We found that heterogeneity in historic WNV cases had a significant impact on variation in forecast skill, and unsurprisingly, forecasts scored worse in locations of high historic heterogeneity. Improvement in forecast skill for these locations would likely be the most useful for vector control and public health officials, but the high variability also represents a significant challenge to forecasters.

Other intrinsic differences between counties associated with lower forecast skill could highlight areas that need improvement. By identifying local drivers in counties with relatively large populations and hotter or colder winters, forecast skill could be improved in these circumstances. For example, the ecological setting (i.e., Culex species present, composition of avian community, climate) would vary substantially between counties with “hot” or “cold” winter extremes and different drivers may need to be considered in each. Also, factors might interact together to impact zoonotic transmission, but due to the limited data and limited number of forecasts available for analysis, we were unable to investigate these.

Calibration across teams indicated other avenues for improving prediction. Overall, teams over-predicted the probability that cases would occur while correspondingly underestimating the probability that cases would not occur. Overestimating the probability of disease cases could lead to better preparedness but could also result in allocation of resources that are not ultimately needed. Moreover, repeated instances of non-events could lead public health officials or the public to doubt the accuracy of such forecasts. A forecast with demonstrated calibration is not immune to this type of perception but would be able to demonstrate over time or across locations that an 80% chance of an outbreak still results in no outbreak 20% of the time. Further work on refining calibration and identifying any relationship of modeling approach and calibration could improve the reliability and usability of forecasts.

The identification of climate factors predictive for WNV activity needs further refinement. Our analysis of modeling approaches indicated that teams that included climate data scored better than those that did not. However, the data source, climatic variables (e.g., minimum temperature, maximum temperature, total precipitation, variance in precipitation, Palmer Drought Severity score, dewpoint, soil moisture, anomalies in temperature or precipitation), and aggregation of the climate variable (e.g., number of days above or below a threshold; weekly average; average of 1–12 months; lagged values up to three year) varied widely among teams. Due to heterogeneity among teams and the limited number of total forecasts, we could not identify the most predictive subset of climatic factors nor the potential importance of variation in data quality among data sources.

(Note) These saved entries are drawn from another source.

// SPDX-FileCopyrightText: 2025 Semiotic Labs
//
// SPDX-License-Identifier: Apache-2.0

//! `blocks` table
//!
//! Predicate precedence: `hash = ?` > `height = ?` > `time = ?` > latest block.
//! The height and time endpoints only return block summaries, so those rows
//! carry height, hash and time and leave the detail columns null.

use api_client::{ApiClient, ApiError};
use serde_json::Value;
use shared_types::{Predicate, Table};
use tracing::debug;

use crate::{
    TableResolver,
    dispatch::{PredicateMatcher, path_segment, select_variant},
    fields::{count, field, is_truthy, list},
};

/// Columns of the `blocks` table
pub const BLOCK_COLUMNS: &[&str] = &[
    "height",
    "hash",
    "time",
    "main_chain",
    "size",
    "block_index",
    "received_time",
    "relayed_by",
    "n_tx",
    "prev_block",
    "mrkl_root",
    "version",
    "bits",
    "nonce",
];

#[derive(Debug, Clone, Copy, PartialEq, Eq)]
enum BlockQuery {
    Hash,
    Height,
    Time,
}

const RULES: &[(PredicateMatcher, BlockQuery)] = &[
    (PredicateMatcher::eq("hash"), BlockQuery::Hash),
    (PredicateMatcher::eq("height"), BlockQuery::Height),
    (PredicateMatcher::eq("time"), BlockQuery::Time),
];

/// Resolver for the `blocks` table
#[derive(Debug, Clone, Copy, Default)]
pub struct BlocksTable;

impl TableResolver for BlocksTable {
    fn columns(&self) -> &'static [&'static str] {
        BLOCK_COLUMNS
    }

    async fn select<C: ApiClient>(
        &self,
        client: &C,
        predicates: &[Predicate],
    ) -> Result<Table, ApiError> {
        let mut table = Table::new(BLOCK_COLUMNS);

        match select_variant(RULES, predicates) {
            Some((query, value)) => {
                let Some(segment) = path_segment(value) else {
                    debug!(?query, "predicate value is not a path segment, returning empty table");
                    return Ok(table);
                };
                match query {
                    BlockQuery::Hash => {
                        debug!(hash = %segment, "resolving block by hash");
                        let block = client.call(&format!("/rawblock/{segment}"), &[]).await?;
                        if is_truthy(&block) {
                            table.push_row(detail_row(&block));
                        }
                    }
                    BlockQuery::Height => {
                        debug!(height = %segment, "resolving blocks at height");
                        let response = client
                            .call(&format!("/block-height/{segment}"), &[])
                            .await?;
                        for block in list(&response, "blocks") {
                            table.push_row(summary_row(block));
                        }
                    }
                    BlockQuery::Time => {
                        debug!(time = %segment, "resolving blocks for time bucket");
                        let response = client.call(&format!("/blocks/{segment}"), &[]).await?;
                        for block in list(&response, "blocks") {
                            table.push_row(summary_row(block));
                        }
                    }
                }
            }
            None => {
                debug!("resolving latest block");
                let block = client.call("/latestblock", &[]).await?;
                if is_truthy(&block) {
                    table.push_row(latest_row(&block));
                }
            }
        }

        Ok(table)
    }
}

/// Full block record; upstream names the version field `ver`
fn detail_row(block: &Value) -> Vec<Value> {
    vec![
        field(block, "height"),
        field(block, "hash"),
        field(block, "time"),
        field(block, "main_chain"),
        field(block, "size"),
        field(block, "block_index"),
        field(block, "received_time"),
        field(block, "relayed_by"),
        field(block, "n_tx"),
        field(block, "prev_block"),
        field(block, "mrkl_root"),
        field(block, "ver"),
        field(block, "bits"),
        field(block, "nonce"),
    ]
}

fn summary_row(block: &Value) -> Vec<Value> {
    let mut row = vec![
        field(block, "height"),
        field(block, "hash"),
        field(block, "time"),
        Value::Bool(true),
    ];
    row.resize(BLOCK_COLUMNS.len(), Value::Null);
    row
}

fn latest_row(block: &Value) -> Vec<Value> {
    vec![
        field(block, "height"),
        field(block, "hash"),
        field(block, "time"),
        Value::Bool(true),
        Value::Null,
        field(block, "block_index"),
        Value::Null,
        Value::Null,
        count(list(block, "txIndexes").len()),
        Value::Null,
        Value::Null,
        Value::Null,
        Value::Null,
        Value::Null,
    ]
}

Similarly, the addition of any seasonal climatic variable in the autoregressive modeling framework we used to select the baseline climate model reduced the forecast skill relative to the AR(1) model. However, this model, which used a single climate variable nationally on a subjectively prescribed three-month season, could not capture spatial variation in climatic zones. Previous studies have also demonstrated challenges in identifying a single environmental driver for predicting WNV activity [47–51]. The essential role of climate in WNV transmission likely varies substantially across different ecological areas, with geographic heterogeneity in which combination of environmental factors, avian populations (composition and seropositivity), and mosquito species drive local transmission.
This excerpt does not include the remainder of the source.